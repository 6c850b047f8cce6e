//! Signed access and refresh token issuance.
//!
//! Access tokens are stateless and self-contained; there is no revocation
//! before natural expiry. Refresh tokens are additionally persisted on the
//! account, so clearing that server-side copy (logout) revokes them
//! immediately. The asymmetry is intentional.

use anyhow::Context;
use chrono::{Duration, Utc};
use jsonwebtoken::{decode, encode, DecodingKey, EncodingKey, Header, Validation};
use serde::{Deserialize, Serialize};
use uuid::Uuid;

use crate::error::AuthError;

/// Claims carried by both token kinds: subject identity only. Never the
/// password hash, codes, or anything else from the account row.
#[derive(Clone, Debug, PartialEq, Eq, Serialize, Deserialize)]
pub struct Claims {
    pub sub: Uuid,
    pub email: String,
    pub iat: i64,
    pub exp: i64,
}

/// Mints and validates HS256-signed tokens.
pub struct TokenIssuer {
    encoding: EncodingKey,
    decoding: DecodingKey,
    access_ttl_seconds: i64,
    refresh_ttl_seconds: i64,
}

impl TokenIssuer {
    #[must_use]
    pub fn new(secret: &[u8], access_ttl_seconds: i64, refresh_ttl_seconds: i64) -> Self {
        Self {
            encoding: EncodingKey::from_secret(secret),
            decoding: DecodingKey::from_secret(secret),
            access_ttl_seconds,
            refresh_ttl_seconds,
        }
    }

    pub fn issue_access_token(&self, sub: Uuid, email: &str) -> Result<String, AuthError> {
        self.issue(sub, email, self.access_ttl_seconds)
    }

    pub fn issue_refresh_token(&self, sub: Uuid, email: &str) -> Result<String, AuthError> {
        self.issue(sub, email, self.refresh_ttl_seconds)
    }

    /// TTL surfaced to clients alongside a fresh access token, in seconds.
    #[must_use]
    pub fn access_ttl_seconds(&self) -> i64 {
        self.access_ttl_seconds
    }

    #[must_use]
    pub fn refresh_ttl_seconds(&self) -> i64 {
        self.refresh_ttl_seconds
    }

    fn issue(&self, sub: Uuid, email: &str, ttl_seconds: i64) -> Result<String, AuthError> {
        let now = Utc::now();
        let claims = Claims {
            sub,
            email: email.to_string(),
            iat: now.timestamp(),
            exp: (now + Duration::seconds(ttl_seconds)).timestamp(),
        };
        encode(&Header::default(), &claims, &self.encoding)
            .context("failed to sign token")
            .map_err(AuthError::Unavailable)
    }

    /// Decode and validate a token, returning its claims.
    pub fn verify(&self, token: &str) -> Result<Claims, AuthError> {
        decode::<Claims>(token, &self.decoding, &Validation::default())
            .map(|data| data.claims)
            .map_err(|_| AuthError::InvalidOrExpiredToken)
    }
}

#[cfg(test)]
mod tests {
    use super::TokenIssuer;
    use crate::error::AuthError;
    use uuid::Uuid;

    const SECRET: &[u8] = b"test-signing-secret";

    #[test]
    fn issue_and_verify_round_trip() {
        let issuer = TokenIssuer::new(SECRET, 900, 7 * 24 * 3600);
        let sub = Uuid::new_v4();
        let token = issuer
            .issue_access_token(sub, "a@example.com")
            .expect("token issued");

        let claims = issuer.verify(&token).expect("token verifies");
        assert_eq!(claims.sub, sub);
        assert_eq!(claims.email, "a@example.com");
        assert!(claims.exp > claims.iat);
    }

    #[test]
    fn expired_token_is_rejected() {
        // beyond the default validation leeway
        let issuer = TokenIssuer::new(SECRET, -120, -120);
        let token = issuer
            .issue_access_token(Uuid::new_v4(), "a@example.com")
            .expect("token issued");
        let err = issuer.verify(&token).unwrap_err();
        assert!(matches!(err, AuthError::InvalidOrExpiredToken));
    }

    #[test]
    fn token_signed_with_other_key_is_rejected() {
        let issuer = TokenIssuer::new(SECRET, 900, 900);
        let other = TokenIssuer::new(b"another-secret", 900, 900);
        let token = other
            .issue_access_token(Uuid::new_v4(), "a@example.com")
            .expect("token issued");
        assert!(matches!(
            issuer.verify(&token),
            Err(AuthError::InvalidOrExpiredToken)
        ));
    }

    #[test]
    fn garbage_token_is_rejected() {
        let issuer = TokenIssuer::new(SECRET, 900, 900);
        assert!(matches!(
            issuer.verify("not.a.token"),
            Err(AuthError::InvalidOrExpiredToken)
        ));
    }
}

■ **Prompt**: Note how many lines in the listing above contain the word "Result" and give only that number.

■ **The answer**: 4